Copy, from the entries below, each line in which the string "self" appears.

- Opening Delimiter -

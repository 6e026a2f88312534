use crate::{
    command::Command, context::AppContext, error::AppResult, notification::Notification,
    outcome::Outcome, query::Query,
};
use async_trait::async_trait;

/// 中介者（Mediator）
///
/// 将命令、查询与通知的发送方与处理方解耦：
/// - `send`：命令路由到唯一处理器，返回其 [`Outcome`]；
/// - `query`：查询路由到唯一处理器，返回 DTO；
/// - `publish`：通知广播给全部订阅者，无订阅者时什么也不做。
///
/// 上下文已取消时，任何调用都返回 `AppError::Cancelled`。
/// 该 trait 带有泛型方法，通常以具体实现类型注入使用。
#[async_trait]
pub trait Mediator: Send + Sync {
    async fn send<C>(&self, ctx: &AppContext, cmd: C) -> AppResult<Outcome>
    where
        C: Command;

    async fn query<Q>(&self, ctx: &AppContext, q: Q) -> AppResult<Q::Dto>
    where
        Q: Query;

    async fn publish<N>(&self, ctx: &AppContext, notification: N) -> AppResult<()>
    where
        N: Notification;
}
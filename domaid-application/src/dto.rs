use serde::Serialize;

/// 数据传输对象（DTO）
///
/// 查询的输出载体，与领域模型解耦，避免将实体直接暴露到接口层。
pub trait Dto: Serialize + Send + Sync + 'static {}

impl<T: Dto> Dto for Vec<T> {}

impl<T: Dto> Dto for Option<T> {}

- Closing Delimiter -

[SOLUTION TO THIS TASK]
    async fn send<C>(&self, ctx: &AppContext, cmd: C) -> AppResult<Outcome>
    async fn query<Q>(&self, ctx: &AppContext, q: Q) -> AppResult<Q::Dto>
    async fn publish<N>(&self, ctx: &AppContext, notification: N) -> AppResult<()>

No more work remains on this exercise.